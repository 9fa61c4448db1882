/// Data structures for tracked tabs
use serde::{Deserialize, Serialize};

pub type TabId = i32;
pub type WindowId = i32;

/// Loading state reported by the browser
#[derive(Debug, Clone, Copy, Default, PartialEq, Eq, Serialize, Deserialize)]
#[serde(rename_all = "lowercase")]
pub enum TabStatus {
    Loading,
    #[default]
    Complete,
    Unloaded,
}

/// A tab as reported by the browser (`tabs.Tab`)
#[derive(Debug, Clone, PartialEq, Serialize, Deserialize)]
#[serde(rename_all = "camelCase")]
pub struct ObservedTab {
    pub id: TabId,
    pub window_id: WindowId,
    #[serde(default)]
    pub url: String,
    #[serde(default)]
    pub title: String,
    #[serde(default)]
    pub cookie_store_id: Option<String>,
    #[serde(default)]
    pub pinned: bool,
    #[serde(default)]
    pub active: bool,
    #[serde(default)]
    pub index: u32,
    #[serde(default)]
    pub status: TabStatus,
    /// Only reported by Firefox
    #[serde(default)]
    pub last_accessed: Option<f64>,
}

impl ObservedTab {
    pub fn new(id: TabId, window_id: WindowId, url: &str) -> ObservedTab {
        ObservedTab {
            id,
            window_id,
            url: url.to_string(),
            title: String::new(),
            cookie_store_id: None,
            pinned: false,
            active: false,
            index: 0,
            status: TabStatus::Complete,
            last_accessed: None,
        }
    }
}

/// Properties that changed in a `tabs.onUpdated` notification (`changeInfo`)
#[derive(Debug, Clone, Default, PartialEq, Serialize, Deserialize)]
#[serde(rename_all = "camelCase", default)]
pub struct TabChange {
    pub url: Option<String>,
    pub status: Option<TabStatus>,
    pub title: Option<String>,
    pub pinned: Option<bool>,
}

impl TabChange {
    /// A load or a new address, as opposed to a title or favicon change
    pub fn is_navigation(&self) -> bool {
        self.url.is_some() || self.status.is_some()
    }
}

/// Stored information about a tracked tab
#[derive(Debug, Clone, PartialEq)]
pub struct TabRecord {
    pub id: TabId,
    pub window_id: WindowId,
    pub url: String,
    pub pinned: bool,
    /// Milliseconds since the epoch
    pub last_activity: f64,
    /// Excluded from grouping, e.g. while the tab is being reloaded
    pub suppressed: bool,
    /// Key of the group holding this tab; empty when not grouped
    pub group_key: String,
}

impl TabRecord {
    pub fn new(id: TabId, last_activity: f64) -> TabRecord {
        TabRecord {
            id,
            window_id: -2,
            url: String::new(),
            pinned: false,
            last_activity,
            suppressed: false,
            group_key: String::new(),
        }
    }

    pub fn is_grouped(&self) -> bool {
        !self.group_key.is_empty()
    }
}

▬▬▬▬▬▬▬▬▬▬

→ Exercise directions
Give the material above again, word for word.

→ Response to this exercise
repository 9fa61c4448db1882
/// Data structures for tracked tabs
use serde::{Deserialize, Serialize};

pub type TabId = i32;
pub type WindowId = i32;

/// Loading state reported by the browser
#[derive(Debug, Clone, Copy, Default, PartialEq, Eq, Serialize, Deserialize)]
#[serde(rename_all = "lowercase")]
pub enum TabStatus {
    Loading,
    #[default]
    Complete,
    Unloaded,
}

/// A tab as reported by the browser (`tabs.Tab`)
#[derive(Debug, Clone, PartialEq, Serialize, Deserialize)]
#[serde(rename_all = "camelCase")]
pub struct ObservedTab {
    pub id: TabId,
    pub window_id: WindowId,
    #[serde(default)]
    pub url: String,
    #[serde(default)]
    pub title: String,
    #[serde(default)]
    pub cookie_store_id: Option<String>,
    #[serde(default)]
    pub pinned: bool,
    #[serde(default)]
    pub active: bool,
    #[serde(default)]
    pub index: u32,
    #[serde(default)]
    pub status: TabStatus,
    /// Only reported by Firefox
    #[serde(default)]
    pub last_accessed: Option<f64>,
}

impl ObservedTab {
    pub fn new(id: TabId, window_id: WindowId, url: &str) -> ObservedTab {
        ObservedTab {
            id,
            window_id,
            url: url.to_string(),
            title: String::new(),
            cookie_store_id: None,
            pinned: false,
            active: false,
            index: 0,
            status: TabStatus::Complete,
            last_accessed: None,
        }
    }
}

/// Properties that changed in a `tabs.onUpdated` notification (`changeInfo`)
#[derive(Debug, Clone, Default, PartialEq, Serialize, Deserialize)]
#[serde(rename_all = "camelCase", default)]
pub struct TabChange {
    pub url: Option<String>,
    pub status: Option<TabStatus>,
    pub title: Option<String>,
    pub pinned: Option<bool>,
}

impl TabChange {
    /// A load or a new address, as opposed to a title or favicon change
    pub fn is_navigation(&self) -> bool {
        self.url.is_some() || self.status.is_some()
    }
}

/// Stored information about a tracked tab
#[derive(Debug, Clone, PartialEq)]
pub struct TabRecord {
    pub id: TabId,
    pub window_id: WindowId,
    pub url: String,
    pub pinned: bool,
    /// Milliseconds since the epoch
    pub last_activity: f64,
    /// Excluded from grouping, e.g. while the tab is being reloaded
    pub suppressed: bool,
    /// Key of the group holding this tab; empty when not grouped
    pub group_key: String,
}

impl TabRecord {
    pub fn new(id: TabId, last_activity: f64) -> TabRecord {
        TabRecord {
            id,
            window_id: -2,
            url: String::new(),
            pinned: false,
            last_activity,
            suppressed: false,
            group_key: String::new(),
        }
    }

    pub fn is_grouped(&self) -> bool {
        !self.group_key.is_empty()
    }
}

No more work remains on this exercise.